*Description of the task:*
With the records below as your source, retype each line exactly from the top down to the line that contains "use std::io::Write;", and include that line.

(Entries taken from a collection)
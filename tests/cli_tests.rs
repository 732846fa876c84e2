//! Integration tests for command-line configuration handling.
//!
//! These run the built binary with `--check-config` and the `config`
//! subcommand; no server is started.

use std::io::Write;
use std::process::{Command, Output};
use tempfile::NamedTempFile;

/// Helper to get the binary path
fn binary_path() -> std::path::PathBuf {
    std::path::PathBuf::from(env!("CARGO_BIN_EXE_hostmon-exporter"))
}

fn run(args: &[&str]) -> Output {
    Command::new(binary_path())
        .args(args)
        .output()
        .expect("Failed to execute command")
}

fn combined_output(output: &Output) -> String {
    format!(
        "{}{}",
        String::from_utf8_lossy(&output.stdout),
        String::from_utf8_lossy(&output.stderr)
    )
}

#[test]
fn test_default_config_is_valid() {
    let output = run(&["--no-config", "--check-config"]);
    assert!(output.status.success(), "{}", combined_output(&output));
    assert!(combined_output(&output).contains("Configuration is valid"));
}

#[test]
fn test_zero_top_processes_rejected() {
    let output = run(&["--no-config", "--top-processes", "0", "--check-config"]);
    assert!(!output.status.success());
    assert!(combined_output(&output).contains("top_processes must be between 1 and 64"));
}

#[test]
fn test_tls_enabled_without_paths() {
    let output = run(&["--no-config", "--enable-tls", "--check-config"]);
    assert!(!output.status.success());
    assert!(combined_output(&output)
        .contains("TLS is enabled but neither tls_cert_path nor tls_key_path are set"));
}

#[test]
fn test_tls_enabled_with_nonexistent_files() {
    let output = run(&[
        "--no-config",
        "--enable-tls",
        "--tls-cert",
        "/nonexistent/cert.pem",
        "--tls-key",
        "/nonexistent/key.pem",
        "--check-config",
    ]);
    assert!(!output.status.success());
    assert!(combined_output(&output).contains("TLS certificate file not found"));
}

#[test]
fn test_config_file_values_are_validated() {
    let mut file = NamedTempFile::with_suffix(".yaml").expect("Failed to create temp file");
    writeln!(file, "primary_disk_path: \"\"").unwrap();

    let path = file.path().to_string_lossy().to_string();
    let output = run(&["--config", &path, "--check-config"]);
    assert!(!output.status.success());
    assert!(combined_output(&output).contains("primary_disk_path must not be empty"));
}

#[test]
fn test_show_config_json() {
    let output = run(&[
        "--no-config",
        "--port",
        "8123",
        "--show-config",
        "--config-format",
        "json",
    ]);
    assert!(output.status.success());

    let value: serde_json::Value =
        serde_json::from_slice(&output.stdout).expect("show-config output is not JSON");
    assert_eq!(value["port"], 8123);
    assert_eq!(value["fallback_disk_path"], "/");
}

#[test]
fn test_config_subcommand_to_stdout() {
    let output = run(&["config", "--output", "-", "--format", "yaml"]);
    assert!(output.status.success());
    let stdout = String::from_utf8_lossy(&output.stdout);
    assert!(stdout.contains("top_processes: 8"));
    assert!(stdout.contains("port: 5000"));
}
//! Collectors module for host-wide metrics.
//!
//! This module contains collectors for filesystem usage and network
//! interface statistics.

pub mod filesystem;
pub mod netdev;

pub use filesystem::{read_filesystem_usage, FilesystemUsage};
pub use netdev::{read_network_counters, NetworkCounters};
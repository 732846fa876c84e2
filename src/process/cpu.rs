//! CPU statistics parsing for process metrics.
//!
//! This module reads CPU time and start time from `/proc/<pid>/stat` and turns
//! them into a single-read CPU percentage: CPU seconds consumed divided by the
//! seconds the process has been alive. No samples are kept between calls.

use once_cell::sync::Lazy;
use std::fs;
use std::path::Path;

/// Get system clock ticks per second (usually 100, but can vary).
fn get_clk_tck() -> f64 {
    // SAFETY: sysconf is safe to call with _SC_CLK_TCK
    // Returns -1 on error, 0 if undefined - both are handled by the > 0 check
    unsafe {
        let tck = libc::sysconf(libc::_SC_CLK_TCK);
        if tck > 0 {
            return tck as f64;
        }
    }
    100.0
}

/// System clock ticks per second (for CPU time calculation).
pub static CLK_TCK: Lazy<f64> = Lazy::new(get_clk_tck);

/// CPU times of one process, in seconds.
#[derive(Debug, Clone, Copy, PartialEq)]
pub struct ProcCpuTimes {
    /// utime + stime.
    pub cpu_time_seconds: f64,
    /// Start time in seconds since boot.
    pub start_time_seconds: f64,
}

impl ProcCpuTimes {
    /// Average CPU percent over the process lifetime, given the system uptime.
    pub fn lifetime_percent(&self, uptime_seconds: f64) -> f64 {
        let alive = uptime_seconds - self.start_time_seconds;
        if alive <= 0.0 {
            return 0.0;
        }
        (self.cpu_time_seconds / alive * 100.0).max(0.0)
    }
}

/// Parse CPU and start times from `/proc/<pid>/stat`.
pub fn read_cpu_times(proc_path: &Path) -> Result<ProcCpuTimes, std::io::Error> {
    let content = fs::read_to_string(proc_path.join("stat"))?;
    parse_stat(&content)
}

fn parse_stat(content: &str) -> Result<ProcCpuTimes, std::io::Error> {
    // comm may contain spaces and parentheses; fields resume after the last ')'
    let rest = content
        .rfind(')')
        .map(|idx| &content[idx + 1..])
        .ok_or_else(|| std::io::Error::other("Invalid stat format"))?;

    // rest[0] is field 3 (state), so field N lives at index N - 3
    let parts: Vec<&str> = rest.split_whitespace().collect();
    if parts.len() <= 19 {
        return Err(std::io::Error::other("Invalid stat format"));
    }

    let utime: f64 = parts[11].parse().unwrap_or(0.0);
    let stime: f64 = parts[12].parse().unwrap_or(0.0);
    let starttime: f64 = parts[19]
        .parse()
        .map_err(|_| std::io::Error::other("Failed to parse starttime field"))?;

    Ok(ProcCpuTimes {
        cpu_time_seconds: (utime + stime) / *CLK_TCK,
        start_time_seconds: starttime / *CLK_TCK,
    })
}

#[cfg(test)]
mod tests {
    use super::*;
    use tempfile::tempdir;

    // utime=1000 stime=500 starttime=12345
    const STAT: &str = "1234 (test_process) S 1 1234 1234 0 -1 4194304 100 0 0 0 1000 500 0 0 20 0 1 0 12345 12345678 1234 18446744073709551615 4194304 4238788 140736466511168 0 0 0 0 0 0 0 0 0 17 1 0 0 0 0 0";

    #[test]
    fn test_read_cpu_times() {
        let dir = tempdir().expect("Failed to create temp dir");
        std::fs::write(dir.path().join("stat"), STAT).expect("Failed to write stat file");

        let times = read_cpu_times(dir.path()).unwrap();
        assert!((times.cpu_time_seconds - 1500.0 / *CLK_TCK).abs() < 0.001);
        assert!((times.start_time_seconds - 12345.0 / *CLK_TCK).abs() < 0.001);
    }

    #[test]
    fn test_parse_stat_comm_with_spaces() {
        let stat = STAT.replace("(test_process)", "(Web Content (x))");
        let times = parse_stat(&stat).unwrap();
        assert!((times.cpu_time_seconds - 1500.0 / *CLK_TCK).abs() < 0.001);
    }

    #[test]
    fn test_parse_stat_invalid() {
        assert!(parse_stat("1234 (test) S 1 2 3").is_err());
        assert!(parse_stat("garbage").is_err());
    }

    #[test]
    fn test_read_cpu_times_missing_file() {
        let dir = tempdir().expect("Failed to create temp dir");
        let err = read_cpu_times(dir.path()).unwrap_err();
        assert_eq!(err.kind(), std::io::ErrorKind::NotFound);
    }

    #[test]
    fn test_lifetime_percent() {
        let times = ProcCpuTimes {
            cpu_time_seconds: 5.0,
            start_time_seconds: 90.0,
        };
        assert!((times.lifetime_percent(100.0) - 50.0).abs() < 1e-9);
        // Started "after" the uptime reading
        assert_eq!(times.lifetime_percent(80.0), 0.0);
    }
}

*The answer:*
filename tests/cli_tests.rs
repository 732846fa876c84e2
//! Integration tests for command-line configuration handling.
//!
//! These run the built binary with `--check-config` and the `config`
//! subcommand; no server is started.

use std::io::Write;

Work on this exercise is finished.